Yr over 12 months CPI, aka the Inflation Fee, was in-line with projections at +2.4%, the identical as January and 30 bps beneath December. Main as much as September of final 12 months, we had been rising 30 bps each different month. On this very column, we suggested on the time that the return of CPI knowledge after the federal government shutdown could have introduced this print as excessive as +3.3%, however as an alternative we’ve gone the opposite means since.
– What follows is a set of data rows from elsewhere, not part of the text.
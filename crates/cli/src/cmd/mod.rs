mod publish;

pub use publish::{PublishArgs, cmd_publish};
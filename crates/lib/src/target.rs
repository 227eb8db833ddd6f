use std::fmt;
use std::str::FromStr;

use serde::Serialize;

use crate::consts::PLATFORM_TAG;
use crate::error::PublishError;

/// CPU architectures a publish can target
#[derive(Debug, Clone, Copy, Default, PartialEq, Eq, Hash, Serialize)]
#[serde(rename_all = "lowercase")]
pub enum Architecture {
  #[default]
  X64,
  X86,
  Arm64,
}

impl Architecture {
  pub const ALL: [Architecture; 3] = [Architecture::X64, Architecture::X86, Architecture::Arm64];

  /// Returns the toolchain's identifier for this architecture
  pub fn as_str(&self) -> &'static str {
    match self {
      Self::X64 => "x64",
      Self::X86 => "x86",
      Self::Arm64 => "arm64",
    }
  }
}

impl fmt::Display for Architecture {
  fn fmt(&self, f: &mut fmt::Formatter<'_>) -> fmt::Result {
    write!(f, "{}", self.as_str())
  }
}

impl FromStr for Architecture {
  type Err = PublishError;

  /// Parses an architecture name, ignoring case.
  fn from_str(s: &str) -> Result<Self, Self::Err> {
    Self::ALL
      .into_iter()
      .find(|arch| arch.as_str().eq_ignore_ascii_case(s))
      .ok_or_else(|| PublishError::InvalidArchitecture(s.to_string()))
  }
}

/// Runtime identifier combining the platform tag and architecture (e.g., "win-arm64")
#[derive(Debug, Clone, Copy, PartialEq, Eq, Hash)]
pub struct RuntimeIdentifier {
  pub arch: Architecture,
}

impl RuntimeIdentifier {
  pub fn new(arch: Architecture) -> Self {
    Self { arch }
  }

  /// Returns the identifier string passed to the toolchain's `-r` flag
  pub fn as_string(&self) -> String {
    format!("{}-{}", PLATFORM_TAG, self.arch)
  }
}

impl fmt::Display for RuntimeIdentifier {
  fn fmt(&self, f: &mut fmt::Formatter<'_>) -> fmt::Result {
    write!(f, "{}", self.as_string())
  }
}

impl Serialize for RuntimeIdentifier {
  fn serialize<S: serde::Serializer>(&self, serializer: S) -> Result<S::Ok, S::Error> {
    serializer.collect_str(self)
  }
}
Core CPI 12 months over 12 months, at +2.5% for the second-straight month, stays on the lowest stage of core inflation since March of 2021. Again in September of the next 12 months, we peaked at +6.6%, again when inflation had begun to spin out into harmful orbits. So if we wish to take a look at this from the Fed’s perspective, rate of interest ranges look to have achieved an excellent job of taming inflation, even because the +2% optimum stage stays elusive.
In fact, crucial factor to think about with this knowledge is that we’ve now launched into a brand new financial actuality. No economists consider the every day occasions with the brand new conflict within the Center East are going to proceed fostering regular and nice CPI (and PPI) numbers. So we’ll hold our hat on the +2.4% Inflation Fee for now, with the concept it could be some time earlier than we return right here.
NVIDIA’s Newest AI Funding: $2B to Nebius
It could appear to be a drop within the bucket when it comes to hyperscaler investments — one estimate says AI investments will attain $700 billion general within the present 12 months — however NVIDIA’s NVDA $2 billion strategic partnership allotment to Amsterdam-based AI infrastructure agency Nebius NBIS has brought about the smaller firm to achieve +10% in immediately’s pre-market. NVIDIA shares, as they’ve 12 months to this point, remained flat on the information.